### The data
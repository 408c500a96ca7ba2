//! Job driver: initialise inputs, run one decomposition across the ranks,
//! time it, and hand the coordinator's view back to the caller.

use log::{debug, error, info};

use crate::comm::{Communicator, launch};
use crate::decomposition::{Decomposition, RemainderPolicy, Strategy};
use crate::error::{MatmulError, Result};
use crate::matrix::init::MatrixInit;
use crate::matrix::{Dims, Matrix};
use crate::timing::{Phase, TimingStats, aggregate, collect_samples};

#[derive(Debug, Clone, Copy, PartialEq)]
pub struct JobConfig {
    pub dims: Dims,
    pub world_size: usize,
    pub strategy: Strategy,
    pub remainder: RemainderPolicy,
    pub seed: u64,
}

impl JobConfig {
    pub fn new(dims: Dims, world_size: usize, strategy: Strategy) -> Result<Self> {
        if world_size == 0 {
            return Err(MatmulError::InvalidWorldSize(world_size));
        }
        Ok(Self {
            dims,
            world_size,
            strategy,
            remainder: RemainderPolicy::default(),
            seed: 42,
        })
    }

    pub fn with_remainder(mut self, remainder: RemainderPolicy) -> Self {
        self.remainder = remainder;
        self
    }

    pub fn with_seed(mut self, seed: u64) -> Self {
        self.seed = seed;
        self
    }
}

/// What the coordinator knows at the end of a job.
#[derive(Debug, Clone)]
pub struct JobReport {
    pub strategy: Strategy,
    pub world_size: usize,
    pub result: Matrix,
    pub stats: TimingStats,
    /// Raw per-rank phase time in seconds, indexed by rank.
    pub samples: Vec<f64>,
}

/// Run a job on seeded random inputs.
pub fn run_job(config: &JobConfig) -> Result<JobReport> {
    let init = MatrixInit::new(config.seed);
    execute(config, |_rank| {
        let (a, b, _c) = init.generate(config.dims);
        (a, b)
    })
}

/// Run this process's rank of a seeded job on a communicator someone else
/// set up, such as one rank of an `mpirun` launch.
///
/// Every rank calls this. The coordinator gets the report; the other ranks
/// get `None`.
pub fn run_on(comm: &dyn Communicator, config: &JobConfig) -> Result<Option<JobReport>> {
    if comm.world_size() != config.world_size {
        return Err(MatmulError::WorldSizeMismatch {
            expected: config.world_size,
            actual: comm.world_size(),
        });
    }

    let decomposition = config.strategy.build(config.remainder);
    if comm.topology().is_coordinator() {
        log_start(config, decomposition.as_ref());
    }
    let init = MatrixInit::new(config.seed);
    let view = run_rank(comm, decomposition.as_ref(), config, &|_rank| {
        let (a, b, _c) = init.generate(config.dims);
        (a, b)
    })?;
    Ok(view.map(|view| into_report(config, decomposition.as_ref(), view)))
}

/// Run a job on caller-provided inputs. Every rank works on its own copy.
pub fn run_job_with(config: &JobConfig, a: &Matrix, b: &Matrix) -> Result<JobReport> {
    let dims = crate::decomposition::dims_of(a, b)?;
    if dims != config.dims {
        return Err(MatmulError::ShapeMismatch(format!(
            "inputs are {:?}, job configured for {:?}",
            dims, config.dims
        )));
    }
    execute(config, |_rank| (a.clone(), b.clone()))
}

fn execute<I>(config: &JobConfig, inputs: I) -> Result<JobReport>
where
    I: Fn(usize) -> (Matrix, Matrix) + Sync,
{
    let decomposition = config.strategy.build(config.remainder);
    log_start(config, decomposition.as_ref());

    let outputs = launch(config.world_size, |comm| {
        run_rank(comm, decomposition.as_ref(), config, &inputs)
    })?;

    let coordinator = outputs.into_iter().flatten().next().ok_or_else(|| MatmulError::Transport {
        rank: crate::comm::COORDINATOR,
        message: "coordinator produced no report".into(),
    })?;
    Ok(into_report(config, decomposition.as_ref(), coordinator))
}

fn log_start(config: &JobConfig, decomposition: &dyn Decomposition) {
    info!(
        "{} job: {}x{} * {}x{} on {} ranks",
        decomposition.name(),
        config.dims.m,
        config.dims.n,
        config.dims.n,
        config.dims.k,
        config.world_size
    );
}

fn into_report(config: &JobConfig, decomposition: &dyn Decomposition, view: CoordinatorView) -> JobReport {
    let (result, stats, samples) = view;
    info!(
        "{} job done: min {:.6}s, max {:.6}s, avg {:.6}s",
        decomposition.name(),
        stats.min,
        stats.max,
        stats.avg
    );

    JobReport {
        strategy: config.strategy,
        world_size: config.world_size,
        result,
        stats,
        samples,
    }
}

type CoordinatorView = (Matrix, TimingStats, Vec<f64>);

fn run_rank<I>(
    comm: &dyn Communicator,
    decomposition: &dyn Decomposition,
    config: &JobConfig,
    inputs: &I,
) -> Result<Option<CoordinatorView>>
where
    I: Fn(usize) -> (Matrix, Matrix) + ?Sized,
{
    let topology = comm.topology();
    let (a, b) = inputs(topology.rank);

    // Every rank reaches the same verdict; only the coordinator reports it.
    if let Err(e) = decomposition.validate(config.dims, topology.world_size) {
        if topology.is_coordinator() {
            error!("{}", e);
        }
        return Err(e);
    }

    let phase = Phase::enter(comm)?;
    let assembled = decomposition.compute_and_assemble(comm, &a, &b)?;
    let sample = phase.exit(comm)?;
    debug!("rank {}: phase took {:.6}s", topology.rank, sample.as_secs_f64());

    let stats = aggregate(comm, sample)?;
    let samples = collect_samples(comm, sample)?;

    Ok(match (assembled, stats, samples) {
        (Some(c), Some(stats), Some(samples)) => Some((c, stats, samples)),
        _ => None,
    })
}

#[cfg(test)]
mod tests {
    use super::*;

    #[test]
    fn zero_ranks_rejected() {
        let dims = Dims::new(2, 2, 2).unwrap();
        assert!(matches!(
            JobConfig::new(dims, 0, Strategy::Serial),
            Err(MatmulError::InvalidWorldSize(0))
        ));
    }

    #[test]
    fn mismatched_inputs_rejected() {
        let dims = Dims::new(2, 2, 2).unwrap();
        let config = JobConfig::new(dims, 1, Strategy::Serial).unwrap();
        let a = Matrix::zeros(3, 2);
        let b = Matrix::zeros(2, 2);
        assert!(matches!(run_job_with(&config, &a, &b), Err(MatmulError::ShapeMismatch(_))));
    }

    #[test]
    fn seeded_job_matches_serial_product() {
        let dims = Dims::new(6, 5, 4).unwrap();
        let config = JobConfig::new(dims, 3, Strategy::RoundRobin).unwrap().with_seed(9);
        let report = run_job(&config).unwrap();

        let (a, b, _) = MatrixInit::new(9).generate(dims);
        assert_eq!(report.result, crate::matrix::multiply(&a, &b).unwrap());
        assert_eq!(report.samples.len(), 3);
    }

    #[test]
    fn run_on_reports_on_the_coordinator_only() {
        let dims = Dims::new(6, 3, 5).unwrap();
        let config = JobConfig::new(dims, 3, Strategy::RowBlock).unwrap().with_seed(5);
        let reports = launch(3, |comm| run_on(comm, &config)).unwrap();

        let (a, b, _) = MatrixInit::new(5).generate(dims);
        let report = reports[0].as_ref().unwrap();
        assert_eq!(report.result, crate::matrix::multiply(&a, &b).unwrap());
        assert_eq!(report.samples.len(), 3);
        assert!(reports[1].is_none() && reports[2].is_none());
    }

    #[test]
    fn run_on_rejects_a_communicator_of_the_wrong_size() {
        let dims = Dims::new(4, 2, 2).unwrap();
        let config = JobConfig::new(dims, 4, Strategy::Serial).unwrap();
        let err = launch(2, |comm| run_on(comm, &config)).unwrap_err();
        assert!(matches!(
            err,
            MatmulError::WorldSizeMismatch {
                expected: 4,
                actual: 2
            }
        ));
    }
}
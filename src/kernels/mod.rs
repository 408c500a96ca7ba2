//! Local compute kernels shared by every decomposition.
//!
//! A decomposition hands each rank a [`Region`] of C. The kernels fill
//! exactly the cells of that region and leave every other cell untouched.
//!
//! Available kernels:
//! - `compute_region`: any region, against the full-size C
//! - `block_ikj`: a contiguous row shard, shard-relative indices

pub mod block_ikj;

use crate::matrix::{Dims, Element};

/// The part of C a rank owns.
#[derive(Debug, Clone, Copy, PartialEq, Eq)]
pub enum Region {
    /// Every row; columns `first, first + stride, first + 2*stride, ...`.
    StridedColumns { first: usize, stride: usize },
    /// Rows `[start, end)`, every column.
    RowRange { start: usize, end: usize },
}

impl Region {
    /// Owned cells in the order a rank computes and sends them.
    pub fn cells(&self, dims: Dims) -> Box<dyn Iterator<Item = (usize, usize)>> {
        match *self {
            Region::StridedColumns { first, stride } => Box::new(
                (0..dims.m).flat_map(move |i| (first..dims.k).step_by(stride).map(move |j| (i, j))),
            ),
            Region::RowRange { start, end } => {
                let end = end.min(dims.m);
                Box::new((start..end).flat_map(move |i| (0..dims.k).map(move |j| (i, j))))
            }
        }
    }

    pub fn len(&self, dims: Dims) -> usize {
        match *self {
            Region::StridedColumns { first, stride } => {
                let cols = if first >= dims.k {
                    0
                } else {
                    (dims.k - first).div_ceil(stride)
                };
                dims.m * cols
            }
            Region::RowRange { start, end } => end.min(dims.m).saturating_sub(start) * dims.k,
        }
    }

    pub fn is_empty(&self, dims: Dims) -> bool {
        self.len(dims) == 0
    }

    pub fn contains(&self, i: usize, j: usize) -> bool {
        match *self {
            Region::StridedColumns { first, stride } => j >= first && (j - first) % stride == 0,
            Region::RowRange { start, end } => (start..end).contains(&i),
        }
    }
}

/// Fill the cells of `region` in the full-size C: `C[i][j] += Σ A[i][p]·B[p][j]`.
///
/// A, B and C are full size. Cells outside the region are not touched.
///
/// # Panics
///
/// Panics if the slice sizes don't match `dims`.
pub fn compute_region(a: &[Element], b: &[Element], c: &mut [Element], dims: Dims, region: &Region) {
    let Dims { m, n, k } = dims;
    assert_eq!(a.len(), m * n, "A: expected {}x{}={} elements", m, n, m * n);
    assert_eq!(b.len(), n * k, "B: expected {}x{}={} elements", n, k, n * k);
    assert_eq!(c.len(), m * k, "C: expected {}x{}={} elements", m, k, m * k);

    match *region {
        Region::StridedColumns { first, stride } => {
            for i in 0..m {
                for j in (first..k).step_by(stride) {
                    let mut acc = c[i * k + j];
                    for p in 0..n {
                        acc = acc.wrapping_add(a[i * n + p].wrapping_mul(b[p * k + j]));
                    }
                    c[i * k + j] = acc;
                }
            }
        }
        Region::RowRange { start, end } => {
            let end = end.min(m);
            if start >= end {
                return;
            }
            block_ikj::matmul_block_ikj(
                &a[start * n..end * n],
                b,
                &mut c[start * k..end * k],
                end - start,
                n,
                k,
            );
        }
    }
}
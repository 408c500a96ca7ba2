//! Serial baseline as a decomposition: the coordinator owns all of C.

use super::{Decomposition, dims_of};
use crate::comm::{Communicator, Topology};
use crate::error::Result;
use crate::kernels::Region;
use crate::matrix::{Dims, Matrix, multiply};

#[derive(Debug, Clone, Copy, Default)]
pub struct Serial;

impl Decomposition for Serial {
    fn name(&self) -> &'static str {
        "serial"
    }

    fn validate(&self, _dims: Dims, _world_size: usize) -> Result<()> {
        Ok(())
    }

    fn owned_region(&self, topology: Topology, dims: Dims) -> Result<Region> {
        let end = if topology.is_coordinator() { dims.m } else { 0 };
        Ok(Region::RowRange { start: 0, end })
    }

    fn compute_and_assemble(&self, comm: &dyn Communicator, a: &Matrix, b: &Matrix) -> Result<Option<Matrix>> {
        dims_of(a, b)?;
        if !comm.topology().is_coordinator() {
            return Ok(None);
        }
        multiply(a, b).map(Some)
    }
}
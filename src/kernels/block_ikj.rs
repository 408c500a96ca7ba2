use crate::matrix::Element;

/// Row-shard multiplication using i-k-j loop order.
///
/// The innermost loop walks B and C sequentially (stride 1). Indices are
/// shard-relative: row 0 of `a_block` is the first row this rank owns.
///
/// # Arguments
///
/// * `a_block` - Rows of A (rows × n), row-major
/// * `b` - Full matrix B (n × k), row-major
/// * `c_block` - Matching rows of C (rows × k), accumulated into
/// * `rows` - Rows in the shard
/// * `n` - Columns of A, rows of B
/// * `k` - Columns of B and C
///
/// # Panics
///
/// Panics if the slice sizes don't match rows, n, k.
pub fn matmul_block_ikj(
    a_block: &[Element],
    b: &[Element],
    c_block: &mut [Element],
    rows: usize,
    n: usize,
    k: usize,
) {
    assert_eq!(a_block.len(), rows * n, "A shard: expected {}x{}={} elements", rows, n, rows * n);
    assert_eq!(b.len(), n * k, "B: expected {}x{}={} elements", n, k, n * k);
    assert_eq!(c_block.len(), rows * k, "C shard: expected {}x{}={} elements", rows, k, rows * k);

    for i in 0..rows {
        let c_row = &mut c_block[i * k..(i + 1) * k];
        for p in 0..n {
            let a_ip = a_block[i * n + p];
            let b_row = &b[p * k..(p + 1) * k];
            for (c_ij, &b_pj) in c_row.iter_mut().zip(b_row) {
                *c_ij = c_ij.wrapping_add(a_ip.wrapping_mul(b_pj));
            }
        }
    }
}

#[cfg(test)]
mod tests {
    use super::*;
    use crate::matrix::naive_ijk::matmul_serial;

    #[test]
    fn matches_serial_on_whole_matrix() {
        let (m, n, k) = (5, 7, 3);
        let a: Vec<Element> = (0..m * n).map(|i| (i % 11) as Element).collect();
        let b: Vec<Element> = (0..n * k).map(|i| (i % 5) as Element).collect();

        let mut c_serial = vec![0; m * k];
        let mut c_block = vec![0; m * k];
        matmul_serial(&a, &b, &mut c_serial, m, n, k);
        matmul_block_ikj(&a, &b, &mut c_block, m, n, k);

        assert_eq!(c_serial, c_block);
    }
}
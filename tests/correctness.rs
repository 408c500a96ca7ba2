use distmat::comm::Topology;
use distmat::decomposition::{Decomposition, RoundRobin, RowBlock};
use distmat::kernels::Region;
use distmat::matrix::init::MatrixInit;
use distmat::{
    Dims, JobConfig, MatmulError, Matrix, RemainderPolicy, Strategy, multiply, multiply_distributed, run_job,
    run_job_with,
};

fn fixture() -> (Matrix, Matrix, Matrix) {
    let a = Matrix::from_rows(&[[1, 2], [3, 4], [5, 6], [7, 8]]);
    let b = Matrix::from_rows(&[[1, 0, 1, 0], [0, 1, 0, 1]]);
    let c = Matrix::from_rows(&[[1, 2, 1, 2], [3, 4, 3, 4], [5, 6, 5, 6], [7, 8, 7, 8]]);
    (a, b, c)
}

fn assert_matrices_equal(expected: &Matrix, actual: &Matrix, name: &str) {
    assert_eq!(
        (expected.rows(), expected.cols()),
        (actual.rows(), actual.cols()),
        "{}: shape mismatch",
        name
    );
    for i in 0..expected.rows() {
        for j in 0..expected.cols() {
            assert_eq!(
                expected.get(i, j),
                actual.get(i, j),
                "{}: mismatch at ({}, {})",
                name,
                i,
                j
            );
        }
    }
}

// ============================================================
// End-to-end scenario
// ============================================================

#[test]
fn test_fixture_serial() {
    let (a, b, expected) = fixture();
    assert_matrices_equal(&expected, &multiply(&a, &b).unwrap(), "serial");
}

#[test]
fn test_fixture_every_strategy() {
    let (a, b, expected) = fixture();

    for ranks in [1, 2, 4] {
        for strategy in Strategy::ALL {
            let c = multiply_distributed(&a, &b, ranks, strategy).unwrap();
            assert_matrices_equal(&expected, &c, &format!("{}_x{}", strategy, ranks));
        }
    }
}

// ============================================================
// Cross-strategy equivalence
// ============================================================

#[test]
fn test_strategies_match_serial_on_seeded_inputs() {
    // 12 rows divide evenly for 1..=4 ranks.
    let dims = Dims::new(12, 7, 9).unwrap();

    for seed in [1, 42, 2024] {
        let (a, b, _) = MatrixInit::new(seed).generate(dims);
        let expected = multiply(&a, &b).unwrap();

        for ranks in 1..=4 {
            for strategy in Strategy::ALL {
                let config = JobConfig::new(dims, ranks, strategy).unwrap().with_seed(seed);
                let report = run_job(&config).unwrap();
                assert_matrices_equal(
                    &expected,
                    &report.result,
                    &format!("seed_{}_{}_x{}", seed, strategy, ranks),
                );
            }
        }
    }
}

#[test]
fn test_overflow_wraps_identically() {
    let dims = Dims::new(4, 3, 5).unwrap();
    let a = Matrix::from_vec(4, 3, [i32::MAX, i32::MIN, 1_000_000_007].repeat(4)).unwrap();
    let b = Matrix::from_vec(3, 5, (0..15).map(|i| i32::MAX - i).collect()).unwrap();
    let expected = multiply(&a, &b).unwrap();

    for ranks in [1, 2, 4] {
        for strategy in Strategy::ALL {
            let config = JobConfig::new(dims, ranks, strategy).unwrap();
            let report = run_job_with(&config, &a, &b).unwrap();
            assert_matrices_equal(&expected, &report.result, &format!("overflow_{}_x{}", strategy, ranks));
        }
    }
}

#[test]
fn test_round_robin_more_ranks_than_columns() {
    // Ranks 2 and 3 own no columns at all.
    let a = Matrix::from_rows(&[[1, 2], [3, 4], [5, 6]]);
    let b = Matrix::from_rows(&[[1, 1], [2, 3]]);
    let c = multiply_distributed(&a, &b, 4, Strategy::RoundRobin).unwrap();
    assert_matrices_equal(&multiply(&a, &b).unwrap(), &c, "round_robin_sparse");
}

// ============================================================
// Coverage
// ============================================================

#[test]
fn test_round_robin_coverage() {
    let dims = Dims::new(5, 3, 11).unwrap();

    for w in 1..=4 {
        let regions: Vec<Region> = (0..w)
            .map(|r| RoundRobin.owned_region(Topology::new(r, w).unwrap(), dims).unwrap())
            .collect();
        for i in 0..dims.m {
            for j in 0..dims.k {
                let owners: Vec<usize> = (0..w).filter(|&r| regions[r].contains(i, j)).collect();
                assert_eq!(owners, vec![j % w], "cell ({}, {}) with {} ranks", i, j, w);
            }
        }
        let total: usize = regions.iter().map(|r| r.len(dims)).sum();
        assert_eq!(total, dims.m * dims.k);
    }
}

#[test]
fn test_row_block_coverage_divisible() {
    let dims = Dims::new(12, 2, 3).unwrap();

    for w in [1, 2, 3, 4] {
        let mut rows = Vec::new();
        for r in 0..w {
            let region = RowBlock::default().owned_region(Topology::new(r, w).unwrap(), dims).unwrap();
            assert_eq!(
                region,
                Region::RowRange {
                    start: r * dims.m / w,
                    end: (r + 1) * dims.m / w
                }
            );
            rows.extend(region.cells(dims).map(|(i, _)| i));
        }
        rows.dedup();
        assert_eq!(rows, (0..dims.m).collect::<Vec<_>>(), "{} ranks", w);
    }
}

// ============================================================
// Row-block remainder and infeasibility
// ============================================================

#[test]
fn test_uneven_rows_rejected() {
    let (a, b, _) = fixture();
    let config = JobConfig::new(Dims::new(4, 2, 4).unwrap(), 3, Strategy::RowBlock).unwrap();

    let err = run_job_with(&config, &a, &b).unwrap_err();
    assert!(matches!(
        err,
        MatmulError::UnevenRows {
            rows: 4,
            world_size: 3,
            remainder: 1
        }
    ));
}

#[test]
fn test_uneven_rows_assigned_to_last_rank() {
    let (a, b, expected) = fixture();
    let config = JobConfig::new(Dims::new(4, 2, 4).unwrap(), 3, Strategy::RowBlock)
        .unwrap()
        .with_remainder(RemainderPolicy::LastRank);

    let report = run_job_with(&config, &a, &b).unwrap();
    // Row 3 is the leftover row; it must be present, not zero.
    assert_eq!(report.result.row(3), &[7, 8, 7, 8]);
    assert_matrices_equal(&expected, &report.result, "last_rank_remainder");
}

#[test]
fn test_too_few_rows_aborts() {
    let a = Matrix::from_rows(&[[1, 2], [3, 4]]);
    let b = Matrix::from_rows(&[[1, 0], [0, 1]]);
    let config = JobConfig::new(Dims::new(2, 2, 2).unwrap(), 4, Strategy::RowBlock).unwrap();

    match run_job_with(&config, &a, &b) {
        Err(MatmulError::TooFewRows { rows, world_size }) => {
            assert_eq!((rows, world_size), (2, 4));
        }
        Err(other) => panic!("expected TooFewRows, got {}", other),
        Ok(report) => panic!("expected abort, got a {}x{} result", report.result.rows(), report.result.cols()),
    }
}

#[test]
fn test_too_few_rows_only_affects_row_block() {
    let a = Matrix::from_rows(&[[1, 2], [3, 4]]);
    let b = Matrix::from_rows(&[[1, 0], [0, 1]]);
    for strategy in [Strategy::Serial, Strategy::RoundRobin] {
        let c = multiply_distributed(&a, &b, 4, strategy).unwrap();
        assert_matrices_equal(&a, &c, &format!("identity_{}", strategy));
    }
}

// ============================================================
// Timing
// ============================================================

#[test]
fn test_timing_monotonicity() {
    let dims = Dims::new(12, 16, 16).unwrap();

    for ranks in 1..=4 {
        for strategy in Strategy::ALL {
            let report = run_job(&JobConfig::new(dims, ranks, strategy).unwrap()).unwrap();
            let stats = report.stats;
            assert!(stats.min >= 0.0);
            assert!(
                stats.min <= stats.avg && stats.avg <= stats.max,
                "{} x{}: {:?}",
                strategy,
                ranks,
                stats
            );
            assert_eq!(report.samples.len(), ranks);
            assert!(report.samples.iter().all(|&s| stats.min <= s && s <= stats.max));
        }
    }
}
use criterion::{BenchmarkId, Criterion, criterion_group, criterion_main};
use distmat::matrix::init::MatrixInit;
use distmat::{Dims, JobConfig, Strategy, run_job_with};
use std::hint::black_box;

fn bench_strategies(c: &mut Criterion) {
    let mut group = c.benchmark_group("decomposition");
    group.sample_size(10);

    for size in [64, 128] {
        let dims = Dims::new(size, size, size).unwrap();
        let (a, b, _) = MatrixInit::new(42).generate(dims);

        for strategy in Strategy::ALL {
            let config = JobConfig::new(dims, 4, strategy).unwrap();
            group.bench_with_input(BenchmarkId::new(strategy.to_string(), size), &config, |bench, config| {
                bench.iter(|| black_box(run_job_with(config, &a, &b).unwrap()));
            });
        }
    }
    group.finish();
}

criterion_group!(benches, bench_strategies);
criterion_main!(benches);
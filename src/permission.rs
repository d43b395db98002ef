/// The page-permission toggling error returned by a [`PagePermissions`] call.
#[derive(Debug, Clone, Copy, PartialEq, Eq)]
pub struct PermissionError {
    pub page: usize,
    pub code: i32,
}

/// Host capability to flip a single page of code between read-only and
/// writable.
///
/// `page` is always page-aligned (see [`page_base`]).
pub trait PagePermissions {
    fn make_writable(&mut self, page: usize) -> Result<(), PermissionError>;
    fn make_read_only(&mut self, page: usize) -> Result<(), PermissionError>;
}

impl<P: PagePermissions + ?Sized> PagePermissions for &mut P {
    fn make_writable(&mut self, page: usize) -> Result<(), PermissionError> {
        (**self).make_writable(page)
    }

    fn make_read_only(&mut self, page: usize) -> Result<(), PermissionError> {
        (**self).make_read_only(page)
    }
}

/// Round `address` down to the start of its page.
pub fn page_base(address: usize, page_size: usize) -> usize {
    address / page_size * page_size
}

/// A page that is writable for as long as this value lives.
///
/// Dropping the window makes the page read-only again.
pub struct PermissionWindow<'p, P: PagePermissions> {
    permissions: &'p mut P,
    page: usize,
}

impl<'p, P: PagePermissions> PermissionWindow<'p, P> {
    pub fn open(permissions: &'p mut P, page: usize) -> Result<Self, PermissionError> {
        permissions.make_writable(page)?;
        Ok(Self { permissions, page })
    }

    pub fn page(&self) -> usize {
        self.page
    }

    /// Write one byte inside the window's page.
    ///
    /// # Safety
    ///
    /// `address` must be a mapped code byte inside this window's page and no
    /// other thread may be executing the instruction it belongs to.
    pub unsafe fn write_byte(&mut self, address: usize, value: u8) {
        debug_assert!(address >= self.page);
        core::ptr::write_volatile(address as *mut u8, value);
    }
}

impl<P: PagePermissions> Drop for PermissionWindow<'_, P> {
    fn drop(&mut self) {
        if let Err(err) = self.permissions.make_read_only(self.page) {
            log::warn!(
                "could not restore read-only protection on page 0x{:x} ({})",
                err.page,
                err.code
            );
        }
    }
}

#[cfg(test)]
mod test {
    use super::*;

    #[derive(Default)]
    struct Recorder {
        calls: Vec<(&'static str, usize)>,
        refuse: bool,
    }

    impl PagePermissions for Recorder {
        fn make_writable(&mut self, page: usize) -> Result<(), PermissionError> {
            self.calls.push(("rw", page));
            if self.refuse {
                return Err(PermissionError { page, code: -13 });
            }
            Ok(())
        }

        fn make_read_only(&mut self, page: usize) -> Result<(), PermissionError> {
            self.calls.push(("ro", page));
            Ok(())
        }
    }

    #[test]
    fn test_page_base() {
        assert_eq!(page_base(0x1fff, 0x1000), 0x1000);
        assert_eq!(page_base(0x2000, 0x1000), 0x2000);
        assert_eq!(page_base(0x2001, 0x4000), 0x0);
    }

    #[test]
    fn test_window_releases_on_drop() {
        let mut recorder = Recorder::default();
        {
            let window = PermissionWindow::open(&mut recorder, 0x3000).unwrap();
            assert_eq!(window.page(), 0x3000);
        }
        assert_eq!(recorder.calls, vec![("rw", 0x3000), ("ro", 0x3000)]);
    }

    #[test]
    fn test_failed_open_does_not_release() {
        let mut recorder = Recorder {
            refuse: true,
            ..Default::default()
        };
        let result = PermissionWindow::open(&mut recorder, 0x3000);
        assert_eq!(
            result.err(),
            Some(PermissionError {
                page: 0x3000,
                code: -13
            })
        );
        assert_eq!(recorder.calls, vec![("rw", 0x3000)]);
    }
}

### Your task
Nothing but the lines from the first line of the listing above through the line holding "#[derive(Debug, Clone, Copy, PartialEq)]" should be reproduced, and each must match exactly.

### Task response
repository 408c500a96ca7ba2
//! Job driver: initialise inputs, run one decomposition across the ranks,
//! time it, and hand the coordinator's view back to the caller.

use log::{debug, error, info};

use crate::comm::{Communicator, launch};
use crate::decomposition::{Decomposition, RemainderPolicy, Strategy};
use crate::error::{MatmulError, Result};
use crate::matrix::init::MatrixInit;
use crate::matrix::{Dims, Matrix};
use crate::timing::{Phase, TimingStats, aggregate, collect_samples};

#[derive(Debug, Clone, Copy, PartialEq)]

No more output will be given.